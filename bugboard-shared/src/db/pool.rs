/// Database connection pool management
///
/// This module provides the SQLite connection pool used by every Bugboard
/// request. Foreign keys are always enforced: the cascading deletes of
/// projects, issues and comment threads rely on them.
///
/// # Example
///
/// ```no_run
/// use bugboard_shared::db::pool::{create_pool, DatabaseConfig};
///
/// #[tokio::main]
/// async fn main() -> Result<(), Box<dyn std::error::Error>> {
///     let config = DatabaseConfig {
///         url: "sqlite://bugboard.db".to_string(),
///         ..Default::default()
///     };
///
///     let pool = create_pool(config).await?;
///
///     let row: (i64,) = sqlx::query_as("SELECT ?")
///         .bind(42i64)
///         .fetch_one(&pool)
///         .await?;
///
///     Ok(())
/// }
/// ```

use sqlx::sqlite::{SqliteConnectOptions, SqlitePool, SqlitePoolOptions};
use std::str::FromStr;
use std::time::Duration;
use tracing::{debug, info, warn};

/// Configuration for the database connection pool
///
/// All timeouts are specified in seconds for ease of configuration from environment variables.
#[derive(Debug, Clone)]
pub struct DatabaseConfig {
    /// SQLite connection URL (e.g., "sqlite://bugboard.db" or "sqlite::memory:")
    pub url: String,

    /// Maximum number of connections in the pool
    ///
    /// Default: 10
    pub max_connections: u32,

    /// Minimum number of idle connections to maintain
    ///
    /// Default: 1
    pub min_connections: u32,

    /// Timeout for acquiring a connection from the pool (seconds)
    ///
    /// Default: 30 seconds
    pub connect_timeout_seconds: u64,

    /// How long a connection can remain idle before being closed (seconds)
    ///
    /// Default: Some(600) (10 minutes)
    /// None = connections never closed due to idle time
    pub idle_timeout_seconds: Option<u64>,

    /// Maximum lifetime of a connection before forced recycling (seconds)
    ///
    /// Default: Some(1800) (30 minutes)
    pub max_lifetime_seconds: Option<u64>,

    /// Whether to test connections before returning them from the pool
    ///
    /// Default: true
    pub test_before_acquire: bool,

    /// Create the database file when it does not exist yet
    ///
    /// Default: true
    pub create_if_missing: bool,
}

impl Default for DatabaseConfig {
    fn default() -> Self {
        Self {
            url: String::new(),
            max_connections: 10,
            min_connections: 1,
            connect_timeout_seconds: 30,
            idle_timeout_seconds: Some(600),
            max_lifetime_seconds: Some(1800),
            test_before_acquire: true,
            create_if_missing: true,
        }
    }
}

impl DatabaseConfig {
    /// Configuration for a private in-memory database
    ///
    /// An in-memory SQLite database lives exactly as long as its connection,
    /// so the pool is pinned to a single connection that is never recycled.
    pub fn in_memory() -> Self {
        Self {
            url: "sqlite::memory:".to_string(),
            max_connections: 1,
            min_connections: 1,
            idle_timeout_seconds: None,
            max_lifetime_seconds: None,
            ..Default::default()
        }
    }
}

/// Creates and initializes a SQLite connection pool
///
/// This function:
/// 1. Creates a pool with the specified configuration (foreign keys on)
/// 2. Performs a health check to verify database connectivity
/// 3. Returns an error if the database is unreachable
///
/// # Errors
///
/// Returns an error if:
/// - The database URL is invalid
/// - Cannot open the database
/// - Health check fails
pub async fn create_pool(config: DatabaseConfig) -> Result<SqlitePool, sqlx::Error> {
    info!(
        max_connections = config.max_connections,
        min_connections = config.min_connections,
        connect_timeout_seconds = config.connect_timeout_seconds,
        "Creating database connection pool"
    );

    let connect_options = SqliteConnectOptions::from_str(&config.url)?
        .foreign_keys(true)
        .create_if_missing(config.create_if_missing);

    let pool_options = SqlitePoolOptions::new()
        .max_connections(config.max_connections)
        .min_connections(config.min_connections)
        .acquire_timeout(Duration::from_secs(config.connect_timeout_seconds))
        .test_before_acquire(config.test_before_acquire)
        .idle_timeout(config.idle_timeout_seconds.map(Duration::from_secs))
        .max_lifetime(config.max_lifetime_seconds.map(Duration::from_secs));

    if let Some(idle_timeout) = config.idle_timeout_seconds {
        debug!(idle_timeout_seconds = idle_timeout, "Set idle timeout");
    }

    if let Some(max_lifetime) = config.max_lifetime_seconds {
        debug!(max_lifetime_seconds = max_lifetime, "Set max lifetime");
    }

    let pool = pool_options.connect_with(connect_options).await?;

    health_check(&pool).await?;

    info!("Database connection pool created successfully");
    Ok(pool)
}

/// Performs a health check on the database connection
///
/// Executes a simple query to verify the database is reachable and responding.
///
/// # Errors
///
/// Returns an error if the health check query fails
pub async fn health_check(pool: &SqlitePool) -> Result<(), sqlx::Error> {
    debug!("Performing database health check");

    let result: (i32,) = sqlx::query_as("SELECT 1").fetch_one(pool).await?;

    if result.0 == 1 {
        debug!("Database health check passed");
        Ok(())
    } else {
        warn!("Database health check returned unexpected value: {}", result.0);
        Err(sqlx::Error::Protocol(
            "Health check returned unexpected value".into(),
        ))
    }
}

/// Current pool statistics for monitoring
#[derive(Debug, Clone)]
pub struct PoolStats {
    /// Number of connections currently in use
    pub active_connections: usize,

    /// Number of idle connections available
    pub idle_connections: usize,

    /// Total connections in the pool
    pub total_connections: usize,
}

/// Gets current pool statistics
pub fn get_pool_stats(pool: &SqlitePool) -> PoolStats {
    let size = pool.size();
    let idle = pool.num_idle();

    PoolStats {
        active_connections: (size as usize).saturating_sub(idle),
        idle_connections: idle,
        total_connections: size as usize,
    }
}

/// Gracefully closes the connection pool
///
/// Call during shutdown so file-backed databases are flushed and unlocked.
pub async fn close_pool(pool: SqlitePool) {
    info!("Closing database connection pool");
    pool.close().await;
    info!("Database connection pool closed");
}
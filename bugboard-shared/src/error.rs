/// Common error types for core operations
///
/// Every guarded operation in the shared crate returns `CoreResult`. The
/// variants follow the failure classes the HTTP boundary distinguishes:
///
/// - `Validation`: malformed input, nothing was written
/// - `PermissionDenied`: the actor may not perform the mutation, nothing was written
/// - `LastMember`: the membership invariant rejected the change, nothing was written
/// - `Unauthenticated`: a mutation was attempted without an actor
/// - `NotFound`: the referenced entity does not exist
/// - `Database`: the store failed
use serde::Serialize;

/// Result alias for core operations
pub type CoreResult<T> = Result<T, CoreError>;

/// Why a permission check failed
#[derive(Debug, Clone, Copy, PartialEq, Eq, Serialize)]
#[serde(rename_all = "snake_case")]
pub enum PermissionDenied {
    /// Actor is not in the entity's membership set
    NotMember,

    /// Actor did not create the entity
    NotCreator,

    /// Actor did not write the comment
    NotAuthor,
}

impl std::fmt::Display for PermissionDenied {
    fn fmt(&self, f: &mut std::fmt::Formatter<'_>) -> std::fmt::Result {
        let reason = match self {
            PermissionDenied::NotMember => "actor is not a member",
            PermissionDenied::NotCreator => "actor is not the creator",
            PermissionDenied::NotAuthor => "actor is not the author",
        };
        f.write_str(reason)
    }
}

/// Kinds of entities the store holds
#[derive(Debug, Clone, Copy, PartialEq, Eq, Serialize)]
#[serde(rename_all = "snake_case")]
pub enum EntityKind {
    User,
    Project,
    Issue,
    Comment,
}

impl EntityKind {
    pub fn as_str(&self) -> &'static str {
        match self {
            EntityKind::User => "user",
            EntityKind::Project => "project",
            EntityKind::Issue => "issue",
            EntityKind::Comment => "comment",
        }
    }
}

/// Error type for core operations
#[derive(Debug, thiserror::Error)]
pub enum CoreError {
    /// Input failed validation
    #[error("Invalid {field}: {message}")]
    Validation { field: String, message: String },

    /// Guard rejected the actor
    #[error("Permission denied: {0}")]
    PermissionDenied(PermissionDenied),

    /// Removing the user would leave the entity without members
    #[error("Cannot remove the last member")]
    LastMember,

    /// No actor on a mutating request
    #[error("Authentication required")]
    Unauthenticated,

    /// Referenced entity does not exist
    #[error("{} {id} not found", .kind.as_str())]
    NotFound { kind: EntityKind, id: String },

    /// Database error
    #[error("Database error: {0}")]
    Database(#[from] sqlx::Error),
}

impl CoreError {
    pub fn validation(field: impl Into<String>, message: impl Into<String>) -> Self {
        CoreError::Validation {
            field: field.into(),
            message: message.into(),
        }
    }

    pub fn not_found(kind: EntityKind, id: impl ToString) -> Self {
        CoreError::NotFound {
            kind,
            id: id.to_string(),
        }
    }

    /// True for the failures the boundary answers with a silent redirect
    pub fn is_silent_rejection(&self) -> bool {
        matches!(
            self,
            CoreError::PermissionDenied(_) | CoreError::LastMember
        )
    }
}

/// Checks that a required text field is present and within bounds
///
/// Blank (whitespace-only) input counts as missing. Returns the trimmed value.
pub fn require_text(field: &str, value: &str, max_chars: Option<usize>) -> CoreResult<String> {
    let trimmed = value.trim();
    if trimmed.is_empty() {
        return Err(CoreError::validation(field, "This field is required"));
    }
    if let Some(max) = max_chars {
        if trimmed.chars().count() > max {
            return Err(CoreError::validation(
                field,
                format!("Ensure this value has at most {} characters", max),
            ));
        }
    }
    Ok(trimmed.to_string())
}

#[cfg(test)]
mod tests {
    use super::*;

    #[test]
    fn test_require_text_trims_and_bounds() {
        assert_eq!(require_text("title", "  Bug  ", Some(64)).unwrap(), "Bug");
        assert!(matches!(
            require_text("title", "   ", Some(64)),
            Err(CoreError::Validation { .. })
        ));
        assert!(require_text("title", &"x".repeat(65), Some(64)).is_err());
        assert!(require_text("summary", &"x".repeat(5000), None).is_ok());
    }

    #[test]
    fn test_error_display() {
        let err = CoreError::not_found(EntityKind::Issue, 7);
        assert_eq!(err.to_string(), "issue 7 not found");

        let err = CoreError::PermissionDenied(PermissionDenied::NotCreator);
        assert!(err.to_string().contains("not the creator"));
        assert!(err.is_silent_rejection());
        assert!(CoreError::LastMember.is_silent_rejection());
        assert!(!CoreError::Unauthenticated.is_silent_rejection());
    }
}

- - - - - - -

■ **Task to carry out**: Reproduce every line from the preceding data in which the word "NotFound" can be found.

■ **The completed task**:
/// - `NotFound`: the referenced entity does not exist
    NotFound { kind: EntityKind, id: String },
        CoreError::NotFound {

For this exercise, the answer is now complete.